• _Stored items from a collection_
---+---

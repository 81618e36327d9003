use serde::{Deserialize, Serialize};

use crate::error::Result;
use crate::montage::MontagePolicy;

/// Options for parsing and validating an uploaded recording.
#[derive(Debug, Clone, PartialEq, Serialize, Deserialize)]
pub struct IngestConfig {
    /// How channels beyond the base montage are treated
    #[serde(default)]
    pub montage_policy: MontagePolicy,

    /// Smallest channel count a binary header may declare
    #[serde(default = "default_minimum_channels")]
    pub minimum_channels: usize,

    /// Decode sample data; header-only validation leaves this off
    #[serde(default = "default_decode_signals")]
    pub decode_signals: bool,
}

fn default_minimum_channels() -> usize {
    19
}
fn default_decode_signals() -> bool {
    true
}

impl Default for IngestConfig {
    fn default() -> Self {
        Self {
            montage_policy: MontagePolicy::Superset,
            minimum_channels: 19,
            decode_signals: true,
        }
    }
}

impl IngestConfig {
    pub fn from_json(json: &str) -> Result<Self> {
        Ok(serde_json::from_str(json)?)
    }

    /// Header and montage checks only, no sample decoding
    pub fn header_only() -> Self {
        Self {
            decode_signals: false,
            ..Default::default()
        }
    }
}

/// Options for the windowed extractor.
#[derive(Debug, Clone, PartialEq, Serialize, Deserialize)]
pub struct ExtractorConfig {
    /// Extra signal filtered on each side of the window to absorb edge transients
    #[serde(default = "default_overfetch_seconds")]
    pub overfetch_seconds: f64,

    /// Point budget per channel for rendered windows
    #[serde(default = "default_max_points")]
    pub max_points: usize,
}

fn default_overfetch_seconds() -> f64 {
    1.0
}
fn default_max_points() -> usize {
    2000
}

impl Default for ExtractorConfig {
    fn default() -> Self {
        Self {
            overfetch_seconds: 1.0,
            max_points: 2000,
        }
    }
}
use super::channel_classifier::classify_channel;
use super::{LoadedRecording, RecordingParser};
use crate::config::IngestConfig;
use crate::edf::{decode_channels, parse_header, BinaryHeader};
use crate::error::Result;
use crate::montage::{self, montages_containing, ACCEPTED_MONTAGES};
use crate::types::{ChannelDescriptor, ChannelRole, RecordingHeader, SignalMatrix};

/// EDF / BDF upload parser
///
/// Header, channel classification and montage validation always run;
/// sample decoding only when the ingest config asks for it.
pub struct BinaryRecordingParser;

impl RecordingParser for BinaryRecordingParser {
    fn parse(&self, bytes: &[u8], config: &IngestConfig) -> Result<LoadedRecording> {
        let binary = parse_header(bytes, config.minimum_channels)?;
        let header = build_recording_header(&binary);

        let report = montage::validate(
            &header.eeg_labels(),
            ACCEPTED_MONTAGES,
            config.montage_policy,
        )
        .into_result()?;

        let metadata = header.metadata();

        let (signals, skipped_channels) = if config.decode_signals {
            let (matrix, skipped) = decode_signal_matrix(bytes, &binary, &header)?;
            (Some(matrix), skipped)
        } else {
            (None, Vec::new())
        };

        log::info!(
            "Loaded {} recording: {} channels declared, {} retained, {:.1}s at {} Hz",
            header.format.as_str(),
            header.channel_count,
            metadata.channel_count,
            header.duration_seconds,
            header.sampling_rate
        );

        Ok(LoadedRecording {
            header,
            metadata,
            signals,
            montage: Some(report),
            skipped_channels,
        })
    }

    fn format_name(&self) -> &str {
        "EDF/BDF"
    }
}

/// Classify every declared channel and assemble the immutable header.
pub fn build_recording_header(binary: &BinaryHeader) -> RecordingHeader {
    let channels = binary
        .signals
        .labels
        .iter()
        .enumerate()
        .map(|(index, raw_label)| {
            let classification = classify_channel(raw_label);
            if classification.role == ChannelRole::Excluded {
                log::info!("Excluding channel '{}' (auxiliary or annotation)", raw_label);
            }

            let mut montages: Vec<String> = Vec::new();
            for label in &classification.normalized_labels {
                for name in montages_containing(label, ACCEPTED_MONTAGES) {
                    if !montages.contains(&name) {
                        montages.push(name);
                    }
                }
            }

            ChannelDescriptor {
                index,
                raw_label: raw_label.clone(),
                normalized_labels: classification.normalized_labels,
                role: classification.role,
                montages,
                samples_per_record: binary.signals.samples_per_record[index],
                calibration: Some(binary.signals.calibration(index)),
            }
        })
        .collect();

    RecordingHeader {
        format: binary.format,
        channel_count: binary.fixed.num_signals,
        record_count: binary.record_count,
        record_duration_seconds: binary.fixed.duration_of_data_record,
        duration_seconds: binary.duration_seconds(),
        sampling_rate: binary.sampling_rate(),
        channels,
        patient_id: binary.fixed.patient_id.clone(),
        recording_id: binary.fixed.recording_id.clone(),
        start_time: binary.start_datetime(),
        header_bytes: binary.header_size(),
        edf_plus: binary.is_edf_plus(),
    }
}

/// Decode retained channels sharing the first channel's rate.
///
/// Returns the matrix and the display labels of retained channels left out.
fn decode_signal_matrix(
    bytes: &[u8],
    binary: &BinaryHeader,
    header: &RecordingHeader,
) -> Result<(SignalMatrix, Vec<String>)> {
    let reference_spr = binary.signals.samples_per_record.first().copied().unwrap_or(0);

    let mut indices = Vec::new();
    let mut labels = Vec::new();
    let mut skipped = Vec::new();

    for channel in header.retained_channels() {
        if channel.samples_per_record == reference_spr {
            indices.push(channel.index);
            labels.push(channel.display_label());
        } else {
            log::warn!(
                "Skipping channel '{}': {} samples per record, expected {}",
                channel.raw_label.trim(),
                channel.samples_per_record,
                reference_spr
            );
            skipped.push(channel.display_label());
        }
    }

    let data = decode_channels(bytes, binary, &indices)?;
    Ok((SignalMatrix::new(labels, data, header.sampling_rate), skipped))
}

---+---

• _Assignment_
Return each line above where the word "IngestConfig" shows up.

• _Response to the exercise_
pub struct IngestConfig {
impl Default for IngestConfig {
impl IngestConfig {
use crate::config::IngestConfig;
    fn parse(&self, bytes: &[u8], config: &IngestConfig) -> Result<LoadedRecording> {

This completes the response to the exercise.